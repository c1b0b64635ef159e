//! Batch state and real-time progress streaming.
//!
//! The store is the single place job state is written; every write is
//! republished to subscribers such as the server's event stream.

pub mod job_progress;
pub mod job_store;

pub use job_progress::{JobProgressBroadcaster, JobProgressEvent};
pub use job_store::BatchStore;
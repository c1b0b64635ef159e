//! Read-only projections of batch and job state.
//!
//! Nothing here is stored: batch state is always derived from the jobs of
//! one consistent snapshot.

use chrono::{DateTime, Utc};
use serde::{Deserialize, Serialize};

use crate::catalog::provider_display_name;
use crate::mapping::MappingSummary;
use crate::worker::job::{ArtifactKind, Batch, Job, JobStatus};

#[derive(Debug, Clone, Copy, PartialEq, Eq, Serialize, Deserialize)]
#[serde(rename_all = "snake_case")]
pub enum BatchState {
    Running,
    Completed,
    Failed,
}

#[derive(Debug, Clone, PartialEq, Eq, Serialize, Deserialize)]
pub struct DownloadLinks {
    pub json: String,
    pub excel: String,
}

impl DownloadLinks {
    pub fn for_job(job_id: &str) -> Self {
        Self {
            json: download_link(job_id, ArtifactKind::Json),
            excel: download_link(job_id, ArtifactKind::Excel),
        }
    }
}

pub fn download_link(job_id: &str, kind: ArtifactKind) -> String {
    format!("/download/{}/{}", job_id, kind.as_str())
}

#[derive(Debug, Clone, PartialEq, Serialize, Deserialize)]
pub struct JobStatusView {
    pub job_id: String,
    pub batch_id: String,
    pub provider: String,
    pub status: JobStatus,
    pub progress_percentage: u8,
    pub progress_message: String,
    pub created_at: DateTime<Utc>,
    pub updated_at: DateTime<Utc>,
    pub started_at: Option<DateTime<Utc>>,
    pub completed_at: Option<DateTime<Utc>>,
    pub summary: Option<MappingSummary>,
    pub download_links: Option<DownloadLinks>,
    pub error_message: Option<String>,
}

impl From<&Job> for JobStatusView {
    fn from(job: &Job) -> Self {
        let completed = job.status == JobStatus::Completed;
        Self {
            job_id: job.id.clone(),
            batch_id: job.batch_id.clone(),
            provider: job.provider.clone(),
            status: job.status,
            progress_percentage: job.progress_percentage,
            progress_message: job.progress_message.clone(),
            created_at: job.created_at,
            updated_at: job.updated_at,
            started_at: job.started_at,
            completed_at: job.completed_at,
            summary: if completed { job.summary } else { None },
            download_links: completed.then(|| DownloadLinks::for_job(&job.id)),
            error_message: if job.status == JobStatus::Failed {
                job.error_message.clone()
            } else {
                None
            },
        }
    }
}

#[derive(Debug, Clone, PartialEq, Serialize, Deserialize)]
pub struct BatchStatus {
    pub batch_id: String,
    pub configuration_id: String,
    pub framework_name: String,
    pub status: BatchState,
    /// Completed with at least one failed job.
    pub partial: bool,
    pub overall_progress: u8,
    pub current_message: Option<String>,
    pub completed_jobs: usize,
    pub failed_jobs: usize,
    /// Sum over completed jobs only.
    pub summary: MappingSummary,
    pub jobs: Vec<JobStatusView>,
    pub created_at: DateTime<Utc>,
    pub completed_at: Option<DateTime<Utc>>,
    pub error_message: Option<String>,
}

impl BatchStatus {
    /// Projects one snapshot of a batch and its jobs, in batch order.
    pub fn project(batch: &Batch, jobs: &[Job]) -> Self {
        let completed_jobs = jobs
            .iter()
            .filter(|j| j.status == JobStatus::Completed)
            .count();
        let failed_jobs = jobs
            .iter()
            .filter(|j| j.status == JobStatus::Failed)
            .count();
        let all_terminal = completed_jobs + failed_jobs == jobs.len();

        let overall_progress = if jobs.is_empty() {
            0
        } else {
            let total: usize = jobs
                .iter()
                .map(|j| {
                    if j.status.is_terminal() {
                        100
                    } else {
                        usize::from(j.progress_percentage)
                    }
                })
                .sum();
            (total / jobs.len()) as u8
        };

        let mut summary = MappingSummary::default();
        for job in jobs.iter().filter(|j| j.status == JobStatus::Completed) {
            if let Some(job_summary) = job.summary {
                summary += job_summary;
            }
        }

        let status = match (all_terminal, completed_jobs) {
            (false, _) => BatchState::Running,
            (true, 0) => BatchState::Failed,
            (true, _) => BatchState::Completed,
        };

        let error_message = (status == BatchState::Failed).then(|| {
            let reasons: Vec<String> = jobs
                .iter()
                .map(|j| {
                    format!(
                        "{}: {}",
                        j.provider,
                        j.error_message.as_deref().unwrap_or("unknown error")
                    )
                })
                .collect();
            format!("all providers failed: {}", reasons.join("; "))
        });

        let current_message = match status {
            BatchState::Running => jobs
                .iter()
                .find(|j| j.status == JobStatus::Running)
                .map(|j| {
                    format!(
                        "Processing {}: {}",
                        provider_display_name(&j.provider),
                        j.progress_message
                    )
                })
                .or_else(|| Some("Waiting to start".to_string())),
            BatchState::Completed => Some(format!(
                "{} provider mapping{} generated",
                completed_jobs,
                if completed_jobs == 1 { "" } else { "s" }
            )),
            BatchState::Failed => None,
        };

        Self {
            batch_id: batch.id.clone(),
            configuration_id: batch.configuration_id.clone(),
            framework_name: batch.framework_name.clone(),
            status,
            partial: status == BatchState::Completed && failed_jobs > 0,
            overall_progress,
            current_message,
            completed_jobs,
            failed_jobs,
            summary,
            jobs: jobs.iter().map(JobStatusView::from).collect(),
            created_at: batch.created_at,
            completed_at: batch.completed_at,
            error_message,
        }
    }
}

#[cfg(test)]
mod tests {
    use super::*;
    use crate::worker::job::ArtifactRefs;
    use std::path::PathBuf;

    fn batch(providers: &[&str]) -> (Batch, Vec<Job>) {
        let providers: Vec<String> = providers.iter().map(|p| p.to_string()).collect();
        Batch::with_jobs("cfg", "up", "CIS", &providers)
    }

    fn complete(job: &mut Job, controls: usize, mapped: usize, checks: usize) {
        job.status = JobStatus::Completed;
        job.progress_percentage = 100;
        job.summary = Some(MappingSummary {
            total_controls: controls,
            controls_with_checks: mapped,
            total_check_mappings: checks,
            unmapped_controls: controls - mapped,
        });
        job.artifacts = Some(ArtifactRefs {
            json: PathBuf::from("a.json"),
            excel: PathBuf::from("a.xlsx"),
        });
    }

    fn fail(job: &mut Job, error: &str) {
        job.status = JobStatus::Failed;
        job.error_message = Some(error.to_string());
    }

    #[test]
    fn test_pending_batch_is_running() {
        let (batch, jobs) = batch(&["aws", "gcp"]);
        let status = BatchStatus::project(&batch, &jobs);

        assert_eq!(status.status, BatchState::Running);
        assert_eq!(status.overall_progress, 0);
        assert_eq!(status.current_message.as_deref(), Some("Waiting to start"));
        assert!(!status.partial);
    }

    #[test]
    fn test_overall_progress_counts_terminal_as_full() {
        let (batch, mut jobs) = batch(&["aws", "gcp", "azure"]);
        fail(&mut jobs[0], "boom");
        jobs[0].progress_percentage = 40;
        jobs[1].status = JobStatus::Running;
        jobs[1].progress_percentage = 50;
        jobs[1].progress_message = "Processing controls...".to_string();

        let status = BatchStatus::project(&batch, &jobs);
        assert_eq!(status.overall_progress, 50);
        assert_eq!(
            status.current_message.as_deref(),
            Some("Processing GCP: Processing controls...")
        );
    }

    #[test]
    fn test_partial_completion() {
        let (batch, mut jobs) = batch(&["aws", "gcp"]);
        complete(&mut jobs[0], 10, 7, 12);
        fail(&mut jobs[1], "execution timed out after 600 seconds");

        let status = BatchStatus::project(&batch, &jobs);
        assert_eq!(status.status, BatchState::Completed);
        assert!(status.partial);
        assert_eq!(status.completed_jobs, 1);
        assert_eq!(status.failed_jobs, 1);
        assert_eq!(status.summary.total_controls, 10);
        assert_eq!(status.summary.total_check_mappings, 12);
        assert_eq!(status.overall_progress, 100);
        assert_eq!(
            status.current_message.as_deref(),
            Some("1 provider mapping generated")
        );
        assert!(status.error_message.is_none());

        assert!(status.jobs[0].download_links.is_some());
        assert!(status.jobs[1].download_links.is_none());
        assert!(status.jobs[1].summary.is_none());
        assert!(status.jobs[1]
            .error_message
            .as_deref()
            .unwrap()
            .contains("timed out"));
    }

    #[test]
    fn test_all_failed() {
        let (batch, mut jobs) = batch(&["aws", "gcp"]);
        fail(&mut jobs[0], "agent failed: a");
        fail(&mut jobs[1], "agent failed: b");

        let status = BatchStatus::project(&batch, &jobs);
        assert_eq!(status.status, BatchState::Failed);
        assert!(!status.partial);
        assert_eq!(
            status.error_message.as_deref(),
            Some("all providers failed: aws: agent failed: a; gcp: agent failed: b")
        );
    }

    #[test]
    fn test_download_links() {
        assert_eq!(
            DownloadLinks::for_job("j1"),
            DownloadLinks {
                json: "/download/j1/json".to_string(),
                excel: "/download/j1/excel".to_string(),
            }
        );
    }
}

■ Directions
Looking at the records above, please work out how many lines contain "DownloadLinks" and state only that number.

■ Your solution
6